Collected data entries
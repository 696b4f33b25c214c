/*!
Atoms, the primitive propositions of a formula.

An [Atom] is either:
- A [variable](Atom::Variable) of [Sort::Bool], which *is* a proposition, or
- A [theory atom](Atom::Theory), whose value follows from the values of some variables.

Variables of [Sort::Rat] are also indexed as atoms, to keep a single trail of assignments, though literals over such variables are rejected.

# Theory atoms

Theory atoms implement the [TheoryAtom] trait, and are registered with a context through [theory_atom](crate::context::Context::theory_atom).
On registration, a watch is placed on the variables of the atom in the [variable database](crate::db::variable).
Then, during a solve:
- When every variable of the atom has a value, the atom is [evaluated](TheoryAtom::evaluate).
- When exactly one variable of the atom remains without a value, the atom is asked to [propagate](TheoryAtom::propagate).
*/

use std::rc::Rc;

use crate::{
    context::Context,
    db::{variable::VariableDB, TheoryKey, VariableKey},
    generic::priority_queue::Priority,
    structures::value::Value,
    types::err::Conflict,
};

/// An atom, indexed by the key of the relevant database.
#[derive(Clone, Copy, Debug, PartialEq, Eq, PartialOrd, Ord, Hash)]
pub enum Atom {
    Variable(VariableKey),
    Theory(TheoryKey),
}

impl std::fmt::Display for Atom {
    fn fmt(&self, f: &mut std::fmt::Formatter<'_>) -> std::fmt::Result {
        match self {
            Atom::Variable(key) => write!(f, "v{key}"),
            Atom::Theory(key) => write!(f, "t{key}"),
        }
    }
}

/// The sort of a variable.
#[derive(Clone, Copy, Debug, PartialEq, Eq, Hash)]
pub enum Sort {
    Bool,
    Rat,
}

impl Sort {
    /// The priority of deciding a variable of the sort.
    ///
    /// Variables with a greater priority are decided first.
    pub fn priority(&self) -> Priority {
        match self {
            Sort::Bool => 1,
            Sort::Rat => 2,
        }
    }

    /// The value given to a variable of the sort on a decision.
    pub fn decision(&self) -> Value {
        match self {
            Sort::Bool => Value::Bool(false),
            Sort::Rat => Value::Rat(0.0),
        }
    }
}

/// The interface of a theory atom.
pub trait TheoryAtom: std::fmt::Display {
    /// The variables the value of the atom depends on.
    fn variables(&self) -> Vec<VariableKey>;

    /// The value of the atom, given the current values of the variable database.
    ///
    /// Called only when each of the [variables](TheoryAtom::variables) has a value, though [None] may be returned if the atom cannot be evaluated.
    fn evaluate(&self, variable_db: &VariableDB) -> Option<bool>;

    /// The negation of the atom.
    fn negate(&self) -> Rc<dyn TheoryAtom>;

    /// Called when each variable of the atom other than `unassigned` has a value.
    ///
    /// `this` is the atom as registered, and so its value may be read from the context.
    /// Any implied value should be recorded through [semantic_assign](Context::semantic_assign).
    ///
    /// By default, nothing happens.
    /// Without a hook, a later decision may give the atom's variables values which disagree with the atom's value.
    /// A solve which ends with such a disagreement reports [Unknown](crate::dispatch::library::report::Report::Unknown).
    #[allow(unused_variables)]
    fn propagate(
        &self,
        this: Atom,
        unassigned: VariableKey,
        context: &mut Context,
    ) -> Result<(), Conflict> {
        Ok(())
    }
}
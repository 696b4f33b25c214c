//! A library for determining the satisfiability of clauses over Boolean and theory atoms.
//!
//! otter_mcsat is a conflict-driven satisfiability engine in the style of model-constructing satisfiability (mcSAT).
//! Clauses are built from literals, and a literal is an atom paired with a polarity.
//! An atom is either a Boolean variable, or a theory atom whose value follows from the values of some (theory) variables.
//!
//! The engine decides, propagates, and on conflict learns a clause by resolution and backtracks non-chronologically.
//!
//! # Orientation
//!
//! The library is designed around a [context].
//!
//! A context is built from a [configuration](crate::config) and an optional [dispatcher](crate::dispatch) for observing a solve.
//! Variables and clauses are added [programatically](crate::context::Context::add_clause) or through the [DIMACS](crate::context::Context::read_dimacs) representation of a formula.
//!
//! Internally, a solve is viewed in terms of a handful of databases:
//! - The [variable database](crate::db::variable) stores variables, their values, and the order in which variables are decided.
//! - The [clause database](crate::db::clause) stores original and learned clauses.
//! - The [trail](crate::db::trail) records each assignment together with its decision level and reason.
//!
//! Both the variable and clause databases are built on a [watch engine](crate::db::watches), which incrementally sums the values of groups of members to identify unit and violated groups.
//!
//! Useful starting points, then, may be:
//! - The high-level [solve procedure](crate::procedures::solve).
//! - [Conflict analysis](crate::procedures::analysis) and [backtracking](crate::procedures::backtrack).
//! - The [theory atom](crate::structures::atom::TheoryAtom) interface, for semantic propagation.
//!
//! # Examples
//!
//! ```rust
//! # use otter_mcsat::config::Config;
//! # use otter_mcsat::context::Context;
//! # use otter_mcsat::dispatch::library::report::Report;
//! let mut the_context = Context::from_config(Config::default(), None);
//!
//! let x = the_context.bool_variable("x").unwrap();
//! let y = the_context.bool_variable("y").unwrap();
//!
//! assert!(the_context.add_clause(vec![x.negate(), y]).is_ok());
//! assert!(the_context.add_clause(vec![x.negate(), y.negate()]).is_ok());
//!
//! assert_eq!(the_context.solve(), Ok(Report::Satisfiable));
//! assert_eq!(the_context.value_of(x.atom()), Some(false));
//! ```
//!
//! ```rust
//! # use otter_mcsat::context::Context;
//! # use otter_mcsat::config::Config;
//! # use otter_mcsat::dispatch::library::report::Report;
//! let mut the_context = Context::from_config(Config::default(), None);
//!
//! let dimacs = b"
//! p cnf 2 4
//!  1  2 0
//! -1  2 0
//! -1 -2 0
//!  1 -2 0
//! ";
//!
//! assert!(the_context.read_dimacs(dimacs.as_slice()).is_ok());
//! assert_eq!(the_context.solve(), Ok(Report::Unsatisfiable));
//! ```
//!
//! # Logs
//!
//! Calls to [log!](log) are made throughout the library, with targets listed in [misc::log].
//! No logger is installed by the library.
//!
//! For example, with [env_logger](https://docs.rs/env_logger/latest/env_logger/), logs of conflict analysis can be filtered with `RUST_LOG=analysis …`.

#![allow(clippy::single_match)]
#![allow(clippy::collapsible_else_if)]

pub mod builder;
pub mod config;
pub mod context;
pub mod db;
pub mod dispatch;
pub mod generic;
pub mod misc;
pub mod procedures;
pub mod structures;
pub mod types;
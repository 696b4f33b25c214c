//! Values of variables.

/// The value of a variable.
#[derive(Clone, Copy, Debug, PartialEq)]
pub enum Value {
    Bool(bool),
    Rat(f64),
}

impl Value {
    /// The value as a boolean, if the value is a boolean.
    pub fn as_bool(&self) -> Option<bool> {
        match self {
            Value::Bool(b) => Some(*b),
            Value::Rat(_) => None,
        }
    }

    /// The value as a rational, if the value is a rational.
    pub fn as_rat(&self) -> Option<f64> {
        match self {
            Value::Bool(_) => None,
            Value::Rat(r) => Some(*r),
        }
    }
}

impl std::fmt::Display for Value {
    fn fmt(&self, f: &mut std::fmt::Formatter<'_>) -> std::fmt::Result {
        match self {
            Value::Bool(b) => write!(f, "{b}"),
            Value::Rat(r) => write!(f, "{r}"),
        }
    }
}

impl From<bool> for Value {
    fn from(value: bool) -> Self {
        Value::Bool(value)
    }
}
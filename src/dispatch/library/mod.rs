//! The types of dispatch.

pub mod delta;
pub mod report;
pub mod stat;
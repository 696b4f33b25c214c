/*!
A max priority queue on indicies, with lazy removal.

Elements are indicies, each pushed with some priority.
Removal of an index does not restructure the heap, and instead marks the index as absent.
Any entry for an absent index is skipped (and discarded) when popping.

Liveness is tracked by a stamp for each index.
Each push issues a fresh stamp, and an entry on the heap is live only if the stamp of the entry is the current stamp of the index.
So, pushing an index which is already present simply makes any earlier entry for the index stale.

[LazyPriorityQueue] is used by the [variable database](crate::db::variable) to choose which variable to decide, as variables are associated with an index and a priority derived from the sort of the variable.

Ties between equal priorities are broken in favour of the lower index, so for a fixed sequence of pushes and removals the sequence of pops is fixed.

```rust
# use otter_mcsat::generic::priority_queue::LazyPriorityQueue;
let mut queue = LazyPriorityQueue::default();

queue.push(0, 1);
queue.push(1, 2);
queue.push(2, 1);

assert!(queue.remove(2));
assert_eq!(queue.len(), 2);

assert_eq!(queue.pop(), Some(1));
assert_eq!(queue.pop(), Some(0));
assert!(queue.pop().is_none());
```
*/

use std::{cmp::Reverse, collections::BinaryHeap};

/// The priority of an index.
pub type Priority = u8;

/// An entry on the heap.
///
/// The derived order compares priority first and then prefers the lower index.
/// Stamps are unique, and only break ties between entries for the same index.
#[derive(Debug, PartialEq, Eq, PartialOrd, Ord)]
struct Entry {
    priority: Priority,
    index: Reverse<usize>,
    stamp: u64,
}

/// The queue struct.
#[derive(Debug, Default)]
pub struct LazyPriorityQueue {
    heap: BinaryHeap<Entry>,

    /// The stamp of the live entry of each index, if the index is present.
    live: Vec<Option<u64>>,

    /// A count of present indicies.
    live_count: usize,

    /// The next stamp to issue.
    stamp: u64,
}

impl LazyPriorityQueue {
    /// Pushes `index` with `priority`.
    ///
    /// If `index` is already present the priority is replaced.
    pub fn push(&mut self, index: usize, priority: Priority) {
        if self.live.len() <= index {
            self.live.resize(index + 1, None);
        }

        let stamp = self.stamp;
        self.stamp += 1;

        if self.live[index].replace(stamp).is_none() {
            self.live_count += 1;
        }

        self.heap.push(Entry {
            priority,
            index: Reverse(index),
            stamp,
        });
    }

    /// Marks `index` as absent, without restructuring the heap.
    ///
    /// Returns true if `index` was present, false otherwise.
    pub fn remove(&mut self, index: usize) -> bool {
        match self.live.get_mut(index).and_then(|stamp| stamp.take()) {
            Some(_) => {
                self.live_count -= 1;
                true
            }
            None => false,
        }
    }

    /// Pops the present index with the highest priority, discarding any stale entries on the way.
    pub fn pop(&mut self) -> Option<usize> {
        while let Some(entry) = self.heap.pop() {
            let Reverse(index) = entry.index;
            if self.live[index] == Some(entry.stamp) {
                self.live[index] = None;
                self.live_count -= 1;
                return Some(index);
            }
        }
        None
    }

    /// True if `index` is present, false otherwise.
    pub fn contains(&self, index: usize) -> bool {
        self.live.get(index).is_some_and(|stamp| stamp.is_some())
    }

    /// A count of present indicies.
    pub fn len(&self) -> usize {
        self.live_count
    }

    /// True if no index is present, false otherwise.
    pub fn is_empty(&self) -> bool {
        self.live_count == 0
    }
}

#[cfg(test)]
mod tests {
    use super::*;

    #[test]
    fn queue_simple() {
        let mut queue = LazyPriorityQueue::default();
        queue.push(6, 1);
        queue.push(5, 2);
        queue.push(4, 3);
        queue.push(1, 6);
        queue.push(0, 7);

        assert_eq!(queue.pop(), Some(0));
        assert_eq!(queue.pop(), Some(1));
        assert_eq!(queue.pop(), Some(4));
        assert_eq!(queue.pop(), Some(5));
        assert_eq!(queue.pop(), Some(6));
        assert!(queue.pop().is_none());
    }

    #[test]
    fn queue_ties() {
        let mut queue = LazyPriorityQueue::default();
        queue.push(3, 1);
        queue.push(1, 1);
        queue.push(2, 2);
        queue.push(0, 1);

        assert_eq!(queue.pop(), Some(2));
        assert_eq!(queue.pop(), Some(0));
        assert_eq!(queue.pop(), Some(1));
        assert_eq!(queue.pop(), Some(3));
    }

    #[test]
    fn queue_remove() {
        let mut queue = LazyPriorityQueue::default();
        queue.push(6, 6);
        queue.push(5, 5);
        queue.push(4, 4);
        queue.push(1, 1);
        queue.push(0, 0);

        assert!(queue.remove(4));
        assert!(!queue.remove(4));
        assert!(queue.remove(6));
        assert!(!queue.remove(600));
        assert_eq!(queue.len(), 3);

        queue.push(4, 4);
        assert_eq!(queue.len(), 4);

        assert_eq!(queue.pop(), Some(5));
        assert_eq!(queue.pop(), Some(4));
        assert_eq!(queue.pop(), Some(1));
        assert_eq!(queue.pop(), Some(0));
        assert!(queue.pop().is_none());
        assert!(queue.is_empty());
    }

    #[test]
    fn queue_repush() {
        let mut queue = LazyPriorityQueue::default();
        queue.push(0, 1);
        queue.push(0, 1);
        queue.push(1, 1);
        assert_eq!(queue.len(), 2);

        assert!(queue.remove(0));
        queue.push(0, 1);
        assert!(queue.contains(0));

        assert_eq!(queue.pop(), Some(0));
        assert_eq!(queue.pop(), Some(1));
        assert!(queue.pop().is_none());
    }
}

> **PROBLEM REQUIREMENTS**
Check every line above for the string "structures" and copy those that have it.

> **RESULT OF THE TASK**
    structures::value::Value,
//! - The [theory atom](crate::structures::atom::TheoryAtom) interface, for semantic propagation.
pub mod structures;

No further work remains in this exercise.